Gets the maximum number of connections per Session that will be opened for each host with HostDistance equal to host_distance. The default is 8 for LOCAL and 2 for REMOTE.

This property is ignored if protocol_version is 3 or higher.

set_max_connections_per_host

(host_distance, max_connections)

Sets the maximum number of connections per Session that will be opened for each host with HostDistance equal to host_distance. The default is 2 for LOCAL and 1 for REMOTE.

If protocol_version is set to 3 or higher, this is not supported (there is always one connection per host, unless the host is remote and connect_to_remote_hosts is False) and using this will result in an UnsupporteOperation.

get_control_connection_host

()

Returns the control connection host metadata.

refresh_schema_metadata

(max_schema_agreement_wait=None)

Synchronously refresh all schema metadata.

By default, the timeout for this operation is governed by max_schema_agreement_wait and control_connection_timeout.

Passing max_schema_agreement_wait here overrides max_schema_agreement_wait.

Setting max_schema_agreement_wait <= 0 will bypass schema agreement and refresh schema immediately.

An Exception is raised if schema refresh fails for any reason.

refresh_keyspace_metadata

(keyspace, max_schema_agreement_wait=None)

Synchronously refresh keyspace metadata. This applies to keyspace-level information such as replication and durability settings. It does not refresh tables, types, etc. contained in the keyspace.

See refresh_schema_metadata() for description of max_schema_agreement_wait behavior

refresh_table_metadata

(keyspace, table, max_schema_agreement_wait=None)

Synchronously refresh table metadata. This applies to a table, and any triggers or indexes attached to the table.

See refresh_schema_metadata() for description of max_schema_agreement_wait behavior

refresh_user_type_metadata

(keyspace, user_type, max_schema_agreement_wait=None)

Synchronously refresh user defined type metadata.

See refresh_schema_metadata() for description of max_schema_agreement_wait behavior

refresh_user_function_metadata

(keyspace, function, max_schema_agreement_wait=None)

Synchronously refresh user defined function metadata.

function is a cassandra.UserFunctionDescriptor.

See refresh_schema_metadata() for description of max_schema_agreement_wait behavior

refresh_user_aggregate_metadata

(keyspace, aggregate, max_schema_agreement_wait=None)

Synchronously refresh user defined aggregate metadata.

aggregate is a cassandra.UserAggregateDescriptor.

See refresh_schema_metadata() for description of max_schema_agreement_wait behavior

refresh_nodes

(force_token_rebuild=False)

Synchronously refresh the node list and token metadata

force_token_rebuild can be used to rebuild the token map metadata, even if no new nodes are discovered.

An Exception is raised if node refresh fails for any reason.

set_meta_refresh_enabled

(enabled)

Deprecated: set schema_metadata_enabled token_metadata_enabled instead

Sets a flag to enable (True) or disable (False) all metadata refresh queries. This applies to both schema and node topology.

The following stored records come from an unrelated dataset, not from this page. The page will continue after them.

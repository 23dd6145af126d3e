//! Sandboxed multi-language code runner
//!
//! Accepts source code in one of several languages, makes sure an isolated
//! environment for that language exists, then builds and runs the code under
//! resource limits and returns the captured output with a status.

pub mod collector;
pub mod config;
pub mod core;
pub mod error;
pub mod jobs;
pub mod languages;
pub mod limiter;
pub mod orchestrator;
pub mod redis_manager;
pub mod sandbox;
pub mod session;

pub use crate::core::{ExecutionResult, ResultStatus, Submission};
pub use error::{BuildFailed, Rejection};
pub use languages::{LanguageRegistry, LanguageSpec};
pub use limiter::{LimitOverrides, ResourceLimits};
pub use orchestrator::{Orchestrator, OrchestratorConfig};
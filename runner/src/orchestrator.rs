//! Orchestrator - the public entry point
//!
//! Accepts submissions, bounds concurrency, and routes each submission through
//! registry lookup, sandbox readiness, and one execution session.
//!
//! Admission is two-staged:
//! - a non-blocking pool of `workers + queue_capacity` permits (`Overloaded` when empty)
//! - a worker semaphore of `workers` permits that admitted submissions wait on

use std::sync::Arc;

use tokio::sync::{mpsc, RwLock, Semaphore};
use tokio_util::sync::CancellationToken;
use tracing::{debug, error, info, warn};

use crate::collector::OutputChunk;
use crate::core::{ExecutionResult, Submission};
use crate::error::Rejection;
use crate::languages::{LanguageRegistry, LanguageSpec};
use crate::limiter::ResourceLimits;
use crate::sandbox::{SandboxBackend, SandboxBuilder};
use crate::session::{Session, SessionSettings};

#[derive(Debug, Clone)]
pub struct OrchestratorConfig {
    /// Sessions executing at once
    pub workers: usize,
    /// Admitted submissions allowed to wait for a worker
    pub queue_capacity: usize,
    pub max_source_bytes: usize,
    pub max_stdin_bytes: usize,
    pub session: SessionSettings,
}

impl Default for OrchestratorConfig {
    fn default() -> Self {
        Self {
            workers: std::thread::available_parallelism()
                .map(|n| n.get())
                .unwrap_or(4),
            queue_capacity: 64,
            max_source_bytes: 64 * 1024,
            max_stdin_bytes: 1024 * 1024,
            session: SessionSettings::default(),
        }
    }
}

struct Inner {
    registry: RwLock<Arc<LanguageRegistry>>,
    builder: SandboxBuilder,
    admission: Arc<Semaphore>,
    workers: Arc<Semaphore>,
    config: OrchestratorConfig,
}

/// Cheap to clone; all clones share one worker pool and one builder
#[derive(Clone)]
pub struct Orchestrator {
    inner: Arc<Inner>,
}

impl Orchestrator {
    pub fn new(
        registry: LanguageRegistry,
        backend: Arc<dyn SandboxBackend>,
        config: OrchestratorConfig,
    ) -> Self {
        let workers = config.workers.max(1);
        Self {
            inner: Arc::new(Inner {
                registry: RwLock::new(Arc::new(registry)),
                builder: SandboxBuilder::new(backend),
                admission: Arc::new(Semaphore::new(workers + config.queue_capacity)),
                workers: Arc::new(Semaphore::new(workers)),
                config,
            }),
        }
    }

    /// Snapshot of the current registry
    pub async fn registry(&self) -> Arc<LanguageRegistry> {
        self.inner.registry.read().await.clone()
    }

    /// Swap in a new registry; changed languages get rebuilt on next use
    pub async fn reload_registry(&self, registry: LanguageRegistry) {
        let languages = registry.len();
        *self.inner.registry.write().await = Arc::new(registry);
        info!("Language registry reloaded ({} languages)", languages);
    }

    pub fn builder(&self) -> &SandboxBuilder {
        &self.inner.builder
    }

    /// Admitted submissions not yet finished (running or waiting for a worker)
    pub fn in_flight(&self) -> usize {
        let total = self.inner.config.workers.max(1) + self.inner.config.queue_capacity;
        total - self.inner.admission.available_permits()
    }

    /// Run one submission to completion
    pub async fn submit(&self, submission: Submission) -> Result<ExecutionResult, Rejection> {
        self.dispatch(submission, CancellationToken::new(), None).await
    }

    /// Like [`submit`](Self::submit); cancelling `cancel` stops the session early
    pub async fn submit_with_cancel(
        &self,
        submission: Submission,
        cancel: CancellationToken,
    ) -> Result<ExecutionResult, Rejection> {
        self.dispatch(submission, cancel, None).await
    }

    /// Like [`submit`](Self::submit), forwarding live output while the program runs
    pub async fn submit_streaming(
        &self,
        submission: Submission,
        forward: mpsc::Sender<OutputChunk>,
    ) -> Result<ExecutionResult, Rejection> {
        self.dispatch(submission, CancellationToken::new(), Some(forward))
            .await
    }

    async fn dispatch(
        &self,
        submission: Submission,
        cancel: CancellationToken,
        forward: Option<mpsc::Sender<OutputChunk>>,
    ) -> Result<ExecutionResult, Rejection> {
        // Unknown languages are refused before any sandbox work
        let spec = self.registry().await.resolve(&submission.language)?;
        submission.validate(
            self.inner.config.max_source_bytes,
            self.inner.config.max_stdin_bytes,
        )?;
        let limits = spec.run_limits(&submission.limits)?;

        let admission = self
            .inner
            .admission
            .clone()
            .try_acquire_owned()
            .map_err(|_| {
                warn!("Rejecting {} submission: queue is full", spec.id);
                Rejection::Overloaded
            })?;

        // Dropping the caller's future cancels the session
        let token = cancel.child_token();
        let guard = token.clone().drop_guard();

        let inner = self.inner.clone();
        let task = tokio::spawn(async move {
            let _admission = admission;
            let _worker = match inner.workers.clone().acquire_owned().await {
                Ok(permit) => permit,
                Err(_) => return ExecutionResult::internal_error("worker pool closed"),
            };
            inner.run_session(submission, spec, limits, token, forward).await
        });

        let result = match task.await {
            Ok(result) => result,
            Err(e) => {
                error!("Session task failed: {}", e);
                ExecutionResult::internal_error(format!("session task failed: {}", e))
            }
        };
        guard.disarm();
        Ok(result)
    }
}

Disabling this is useful to minimize refreshes during multiple changes.

Meta refresh must be enabled for the driver to become aware of any cluster topology changes or schema updates.

class ExecutionProfile

Attributes

consistency_level

= LOCAL_ONE

ConsistencyLevel used when not specified on a Statement.

load_balancing_policy

= None

An instance of policies.LoadBalancingPolicy or one of its subclasses.

Used in determining host distance for establishing connections, and routing requests.

Defaults to TokenAwarePolicy(DCAwareRoundRobinPolicy()) if not specified

retry_policy

= None

An instance of policies.RetryPolicy instance used when Statement objects do not have a retry_policy explicitly set.

Defaults to RetryPolicy if not specified

serial_consistency_level

= None

Serial ConsistencyLevel used when not specified on a Statement (for LWT conditional statements).

request_timeout

= 10.0

Request timeout used when not overridden in Session.execute()

Static Methods

static

row_factory

(colnames, rows)

A callable to format results, accepting (colnames, rows) where colnames is a list of column names, and rows is a list of tuples, with each tuple representing a row of parsed values.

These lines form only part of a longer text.